About this task: The required result is a copy of each line below in which "resolver" appears.

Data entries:

========================================================================

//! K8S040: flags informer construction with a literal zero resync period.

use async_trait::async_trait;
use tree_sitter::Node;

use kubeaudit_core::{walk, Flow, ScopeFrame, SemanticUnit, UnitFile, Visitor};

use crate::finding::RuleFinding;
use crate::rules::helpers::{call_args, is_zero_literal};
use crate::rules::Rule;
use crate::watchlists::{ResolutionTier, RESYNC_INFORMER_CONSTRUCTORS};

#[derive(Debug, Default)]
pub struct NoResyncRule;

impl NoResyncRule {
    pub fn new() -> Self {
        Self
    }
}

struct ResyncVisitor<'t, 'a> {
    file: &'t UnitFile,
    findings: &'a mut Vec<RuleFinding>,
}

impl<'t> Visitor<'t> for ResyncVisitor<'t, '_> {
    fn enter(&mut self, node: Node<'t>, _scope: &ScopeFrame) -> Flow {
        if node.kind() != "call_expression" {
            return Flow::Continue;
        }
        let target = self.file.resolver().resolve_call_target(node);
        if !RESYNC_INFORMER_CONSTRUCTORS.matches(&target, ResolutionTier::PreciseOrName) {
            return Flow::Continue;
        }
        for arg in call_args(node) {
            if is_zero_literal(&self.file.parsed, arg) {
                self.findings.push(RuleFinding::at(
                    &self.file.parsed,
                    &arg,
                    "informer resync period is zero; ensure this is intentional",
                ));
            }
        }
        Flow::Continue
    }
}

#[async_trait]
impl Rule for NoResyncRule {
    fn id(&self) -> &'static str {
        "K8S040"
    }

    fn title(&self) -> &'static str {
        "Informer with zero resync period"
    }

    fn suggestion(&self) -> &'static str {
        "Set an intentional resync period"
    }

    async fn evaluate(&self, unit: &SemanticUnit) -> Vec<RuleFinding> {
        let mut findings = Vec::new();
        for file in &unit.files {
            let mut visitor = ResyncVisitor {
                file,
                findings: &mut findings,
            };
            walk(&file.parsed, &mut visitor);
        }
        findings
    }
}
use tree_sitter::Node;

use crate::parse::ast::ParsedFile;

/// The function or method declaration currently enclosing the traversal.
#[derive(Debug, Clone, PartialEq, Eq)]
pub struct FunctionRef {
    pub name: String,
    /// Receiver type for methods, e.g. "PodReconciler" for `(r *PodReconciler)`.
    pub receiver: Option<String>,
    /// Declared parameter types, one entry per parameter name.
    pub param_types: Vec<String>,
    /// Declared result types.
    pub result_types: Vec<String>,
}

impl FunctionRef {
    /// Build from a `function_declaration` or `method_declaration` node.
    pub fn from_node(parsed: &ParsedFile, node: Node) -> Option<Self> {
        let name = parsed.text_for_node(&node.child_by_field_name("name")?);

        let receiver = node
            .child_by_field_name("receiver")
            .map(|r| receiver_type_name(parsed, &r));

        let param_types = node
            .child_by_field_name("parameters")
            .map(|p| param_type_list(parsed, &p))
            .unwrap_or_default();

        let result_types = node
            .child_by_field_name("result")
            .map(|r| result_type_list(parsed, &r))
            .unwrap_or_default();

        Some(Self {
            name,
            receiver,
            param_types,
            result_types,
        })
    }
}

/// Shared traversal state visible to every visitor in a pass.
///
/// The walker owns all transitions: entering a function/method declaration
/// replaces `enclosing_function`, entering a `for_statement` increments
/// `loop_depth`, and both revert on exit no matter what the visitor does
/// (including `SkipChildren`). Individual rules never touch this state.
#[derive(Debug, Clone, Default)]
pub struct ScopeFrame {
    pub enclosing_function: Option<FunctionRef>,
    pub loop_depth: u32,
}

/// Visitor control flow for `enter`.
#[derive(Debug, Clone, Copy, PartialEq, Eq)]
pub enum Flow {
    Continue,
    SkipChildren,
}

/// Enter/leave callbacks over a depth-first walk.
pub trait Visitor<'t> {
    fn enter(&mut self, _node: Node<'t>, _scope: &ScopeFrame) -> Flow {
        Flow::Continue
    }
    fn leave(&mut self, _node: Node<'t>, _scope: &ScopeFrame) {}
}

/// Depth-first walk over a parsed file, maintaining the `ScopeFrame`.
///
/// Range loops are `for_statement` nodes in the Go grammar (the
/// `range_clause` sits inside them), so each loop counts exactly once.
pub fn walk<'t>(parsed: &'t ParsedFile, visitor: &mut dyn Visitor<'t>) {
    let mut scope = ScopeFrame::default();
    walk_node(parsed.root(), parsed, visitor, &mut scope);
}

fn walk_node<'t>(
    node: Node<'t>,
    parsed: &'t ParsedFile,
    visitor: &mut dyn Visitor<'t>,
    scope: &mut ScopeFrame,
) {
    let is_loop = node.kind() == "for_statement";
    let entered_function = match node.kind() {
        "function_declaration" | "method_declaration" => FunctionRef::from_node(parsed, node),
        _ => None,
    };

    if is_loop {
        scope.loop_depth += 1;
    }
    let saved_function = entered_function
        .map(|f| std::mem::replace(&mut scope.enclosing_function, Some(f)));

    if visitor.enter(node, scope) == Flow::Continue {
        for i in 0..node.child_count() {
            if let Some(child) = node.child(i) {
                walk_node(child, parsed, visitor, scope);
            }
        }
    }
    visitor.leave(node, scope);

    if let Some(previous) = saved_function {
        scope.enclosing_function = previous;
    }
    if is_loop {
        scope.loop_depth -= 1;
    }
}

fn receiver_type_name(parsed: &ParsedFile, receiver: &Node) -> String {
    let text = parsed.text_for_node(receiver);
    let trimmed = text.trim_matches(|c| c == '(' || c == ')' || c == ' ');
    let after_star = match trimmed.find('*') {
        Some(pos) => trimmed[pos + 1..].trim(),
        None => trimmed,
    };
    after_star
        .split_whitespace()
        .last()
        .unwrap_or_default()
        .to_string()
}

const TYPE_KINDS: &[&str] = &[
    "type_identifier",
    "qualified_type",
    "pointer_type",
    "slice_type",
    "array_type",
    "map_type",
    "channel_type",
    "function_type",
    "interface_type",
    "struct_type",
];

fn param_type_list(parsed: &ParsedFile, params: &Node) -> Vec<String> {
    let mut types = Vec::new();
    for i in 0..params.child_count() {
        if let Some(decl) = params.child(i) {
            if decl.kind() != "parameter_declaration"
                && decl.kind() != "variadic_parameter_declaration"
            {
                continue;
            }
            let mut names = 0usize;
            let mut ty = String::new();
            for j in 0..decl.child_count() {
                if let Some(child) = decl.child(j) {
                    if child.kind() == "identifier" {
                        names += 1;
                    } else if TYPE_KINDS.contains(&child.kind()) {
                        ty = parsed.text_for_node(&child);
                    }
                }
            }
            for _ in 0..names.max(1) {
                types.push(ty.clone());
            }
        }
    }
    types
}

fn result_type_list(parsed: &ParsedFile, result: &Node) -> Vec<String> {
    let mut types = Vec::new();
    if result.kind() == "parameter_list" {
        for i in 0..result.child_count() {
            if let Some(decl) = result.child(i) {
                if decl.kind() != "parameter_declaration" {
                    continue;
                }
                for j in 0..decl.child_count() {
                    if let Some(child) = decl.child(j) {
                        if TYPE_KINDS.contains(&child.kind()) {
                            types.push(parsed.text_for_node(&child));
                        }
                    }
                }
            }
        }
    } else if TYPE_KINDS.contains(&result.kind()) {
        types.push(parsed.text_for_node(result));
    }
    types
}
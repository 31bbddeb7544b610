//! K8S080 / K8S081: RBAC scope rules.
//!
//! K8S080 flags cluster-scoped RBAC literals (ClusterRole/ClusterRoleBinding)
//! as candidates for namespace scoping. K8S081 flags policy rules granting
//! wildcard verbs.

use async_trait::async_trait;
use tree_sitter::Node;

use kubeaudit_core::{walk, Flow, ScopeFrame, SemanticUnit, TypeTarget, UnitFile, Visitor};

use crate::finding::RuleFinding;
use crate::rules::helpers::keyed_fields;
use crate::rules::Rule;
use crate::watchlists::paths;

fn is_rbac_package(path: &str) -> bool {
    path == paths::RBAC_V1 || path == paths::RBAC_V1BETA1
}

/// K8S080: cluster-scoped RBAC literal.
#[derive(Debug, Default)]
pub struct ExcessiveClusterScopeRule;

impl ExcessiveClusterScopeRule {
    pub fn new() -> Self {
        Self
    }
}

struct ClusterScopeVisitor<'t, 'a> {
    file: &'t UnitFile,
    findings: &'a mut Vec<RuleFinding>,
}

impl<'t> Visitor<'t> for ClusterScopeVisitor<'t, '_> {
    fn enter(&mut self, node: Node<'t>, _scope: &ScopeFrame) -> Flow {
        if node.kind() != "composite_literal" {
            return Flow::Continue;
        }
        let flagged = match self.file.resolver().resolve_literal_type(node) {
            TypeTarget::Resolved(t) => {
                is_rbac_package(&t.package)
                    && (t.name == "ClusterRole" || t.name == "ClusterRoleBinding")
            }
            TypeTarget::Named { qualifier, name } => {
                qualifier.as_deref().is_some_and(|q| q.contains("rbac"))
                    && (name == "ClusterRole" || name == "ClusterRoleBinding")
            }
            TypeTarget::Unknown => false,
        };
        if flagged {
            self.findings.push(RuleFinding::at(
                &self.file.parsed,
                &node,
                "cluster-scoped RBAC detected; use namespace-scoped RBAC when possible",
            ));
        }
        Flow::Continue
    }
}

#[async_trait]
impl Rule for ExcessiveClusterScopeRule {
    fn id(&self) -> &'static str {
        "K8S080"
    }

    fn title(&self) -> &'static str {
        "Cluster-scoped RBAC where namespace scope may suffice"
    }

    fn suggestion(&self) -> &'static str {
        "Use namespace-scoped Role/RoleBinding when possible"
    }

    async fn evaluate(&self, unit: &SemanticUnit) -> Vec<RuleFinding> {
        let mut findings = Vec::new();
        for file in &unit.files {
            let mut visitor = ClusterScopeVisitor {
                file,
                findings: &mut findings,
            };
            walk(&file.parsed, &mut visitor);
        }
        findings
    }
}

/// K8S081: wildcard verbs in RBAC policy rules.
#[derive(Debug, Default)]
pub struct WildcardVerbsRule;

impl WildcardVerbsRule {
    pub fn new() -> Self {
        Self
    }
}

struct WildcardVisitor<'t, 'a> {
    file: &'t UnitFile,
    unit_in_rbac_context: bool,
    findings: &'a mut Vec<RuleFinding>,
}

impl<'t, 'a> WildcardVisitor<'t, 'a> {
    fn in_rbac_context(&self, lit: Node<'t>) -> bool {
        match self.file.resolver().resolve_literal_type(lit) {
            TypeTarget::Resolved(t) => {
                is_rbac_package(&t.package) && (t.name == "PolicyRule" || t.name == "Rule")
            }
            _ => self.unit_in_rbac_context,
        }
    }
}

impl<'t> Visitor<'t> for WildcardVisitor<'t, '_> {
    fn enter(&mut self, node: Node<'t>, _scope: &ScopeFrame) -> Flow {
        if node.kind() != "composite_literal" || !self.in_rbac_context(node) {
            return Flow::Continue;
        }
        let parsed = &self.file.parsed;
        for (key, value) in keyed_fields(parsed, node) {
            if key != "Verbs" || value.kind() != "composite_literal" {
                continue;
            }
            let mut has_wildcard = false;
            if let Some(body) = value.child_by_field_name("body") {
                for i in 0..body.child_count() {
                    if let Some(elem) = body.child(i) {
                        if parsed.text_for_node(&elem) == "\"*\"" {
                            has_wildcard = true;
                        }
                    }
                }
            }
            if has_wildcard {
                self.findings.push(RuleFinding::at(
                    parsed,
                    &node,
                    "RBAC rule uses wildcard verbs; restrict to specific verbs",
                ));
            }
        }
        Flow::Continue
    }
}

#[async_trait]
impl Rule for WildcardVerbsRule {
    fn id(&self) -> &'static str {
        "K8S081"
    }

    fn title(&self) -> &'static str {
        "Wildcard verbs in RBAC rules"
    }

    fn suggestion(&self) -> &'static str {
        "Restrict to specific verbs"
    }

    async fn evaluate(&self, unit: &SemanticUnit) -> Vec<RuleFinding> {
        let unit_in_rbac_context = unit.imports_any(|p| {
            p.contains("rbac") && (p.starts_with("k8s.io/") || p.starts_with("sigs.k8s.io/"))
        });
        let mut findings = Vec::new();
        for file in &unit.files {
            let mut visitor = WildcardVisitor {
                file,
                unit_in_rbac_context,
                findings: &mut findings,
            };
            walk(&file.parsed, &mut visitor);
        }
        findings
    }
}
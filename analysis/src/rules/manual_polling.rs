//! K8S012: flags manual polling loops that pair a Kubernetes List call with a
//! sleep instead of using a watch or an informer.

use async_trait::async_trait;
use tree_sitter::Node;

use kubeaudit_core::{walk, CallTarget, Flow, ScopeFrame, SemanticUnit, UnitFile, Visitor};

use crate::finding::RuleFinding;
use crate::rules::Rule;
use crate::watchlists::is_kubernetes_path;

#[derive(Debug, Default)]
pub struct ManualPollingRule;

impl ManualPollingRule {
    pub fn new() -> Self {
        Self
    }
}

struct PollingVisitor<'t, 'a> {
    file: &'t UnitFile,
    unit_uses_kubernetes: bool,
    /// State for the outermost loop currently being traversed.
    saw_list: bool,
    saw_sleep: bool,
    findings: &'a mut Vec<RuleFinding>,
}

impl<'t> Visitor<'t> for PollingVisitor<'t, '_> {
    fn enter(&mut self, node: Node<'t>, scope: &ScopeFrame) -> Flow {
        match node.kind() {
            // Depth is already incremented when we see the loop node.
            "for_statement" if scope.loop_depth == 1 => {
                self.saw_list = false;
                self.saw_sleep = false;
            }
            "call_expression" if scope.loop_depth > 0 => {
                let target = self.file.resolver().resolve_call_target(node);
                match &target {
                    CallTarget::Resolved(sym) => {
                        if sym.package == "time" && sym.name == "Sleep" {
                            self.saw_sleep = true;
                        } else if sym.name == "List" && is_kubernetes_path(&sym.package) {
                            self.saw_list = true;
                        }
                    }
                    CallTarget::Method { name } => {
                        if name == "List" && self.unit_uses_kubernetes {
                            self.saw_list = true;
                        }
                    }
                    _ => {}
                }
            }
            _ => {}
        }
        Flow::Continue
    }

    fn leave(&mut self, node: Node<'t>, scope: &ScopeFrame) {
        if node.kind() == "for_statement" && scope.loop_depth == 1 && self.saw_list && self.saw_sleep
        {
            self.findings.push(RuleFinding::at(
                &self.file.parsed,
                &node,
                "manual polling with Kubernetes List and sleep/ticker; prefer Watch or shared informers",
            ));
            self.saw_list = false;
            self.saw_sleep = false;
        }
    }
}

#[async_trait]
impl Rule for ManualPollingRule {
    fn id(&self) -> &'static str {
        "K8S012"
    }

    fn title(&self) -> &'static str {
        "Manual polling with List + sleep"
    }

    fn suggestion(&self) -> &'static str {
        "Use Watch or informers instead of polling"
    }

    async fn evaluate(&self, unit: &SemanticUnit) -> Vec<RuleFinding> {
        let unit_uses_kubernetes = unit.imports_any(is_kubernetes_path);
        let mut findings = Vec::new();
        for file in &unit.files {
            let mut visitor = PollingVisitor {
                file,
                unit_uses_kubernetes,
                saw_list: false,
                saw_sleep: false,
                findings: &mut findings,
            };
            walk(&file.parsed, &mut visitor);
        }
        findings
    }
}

========================================================================

Result:
        let target = self.file.resolver().resolve_call_target(node);
        let flagged = match self.file.resolver().resolve_literal_type(node) {
        match self.file.resolver().resolve_literal_type(lit) {
                let target = self.file.resolver().resolve_call_target(node);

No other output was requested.